Le recours s’avère ainsi infondé et sera, partant, rejeté.

8.             Vu l’issue du litige, un émolument de CHF 1'500.- sera mis à la charge de la recourante, qui ne peut se voir allouer une indemnité de procédure (art. 87 LPA).

 

* * * * *

 

 

 

 

 

 

 

PAR CES MOTIFS
LA CHAMBRE ADMINISTRATIVE

à la forme :

déclare recevable le recours interjeté le 16 novembre 2022 par A______ contre la décision du département de la santé et des mobilités du 12 octobre 2022 ;

au fond :

le rejette ;

met un émolument de CHF 1'500.- à la charge de A______ ;

dit qu’il n’est pas allouée d’indemnité de procédure ;

dit que conformément aux art. 82 ss de la loi fédérale sur le Tribunal fédéral du 17 juin 2005 (LTF - RS 173.110), le présent arrêt peut être porté dans les trente jours qui suivent sa notification par-devant le Tribunal fédéral, par la voie du recours en matière de droit public ; le mémoire de recours doit indiquer les conclusions, motifs et moyens de preuve et porter la signature du recourant ou de son mandataire ; il doit être adressé au Tribunal fédéral, 1000 Lausanne 14, par voie postale ou par voie électronique aux conditions de l’art. 42 LTF. Le présent arrêt et les pièces en possession du recourant, invoquées comme moyens de preuve, doivent être joints à l'envoi ;

communique le présent arrêt à Me Grégoire REY, avocat de la recourante, ainsi qu'au département de la santé et des mobilités.
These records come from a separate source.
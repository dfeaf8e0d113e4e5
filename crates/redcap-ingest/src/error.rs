use std::path::PathBuf;

use thiserror::Error;

#[derive(Debug, Error)]
pub enum IngestError {
    #[error("failed to read file {path}: {source}")]
    Io {
        path: PathBuf,
        #[source]
        source: std::io::Error,
    },

    #[error("failed to parse CSV: {message}")]
    Csv { message: String },

    #[error("metadata export is missing required column '{column}'")]
    MissingColumn { column: String },

    #[error("metadata row {row} has an empty field_name")]
    EmptyFieldName { row: usize },
}

impl IngestError {
    pub(crate) fn io(path: impl Into<PathBuf>, source: std::io::Error) -> Self {
        Self::Io {
            path: path.into(),
            source,
        }
    }

    pub(crate) fn csv(error: csv::Error) -> Self {
        Self::Csv {
            message: error.to_string(),
        }
    }
}

pub type Result<T> = std::result::Result<T, IngestError>;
Siégeant : Valérie LAUBER, présidente, Valérie MONTANI, Florence KRAUSKOPF, Eleanor McGREGOR, Claudio MASCOTTO, juges.

Au nom de la chambre administrative :

le greffier-juriste :

 

 

F. SCHEFFRE

 

 

la présidente siégeant :

 

 

V. LAUBER

 

 

Copie conforme de cet arrêt a été communiquée aux parties.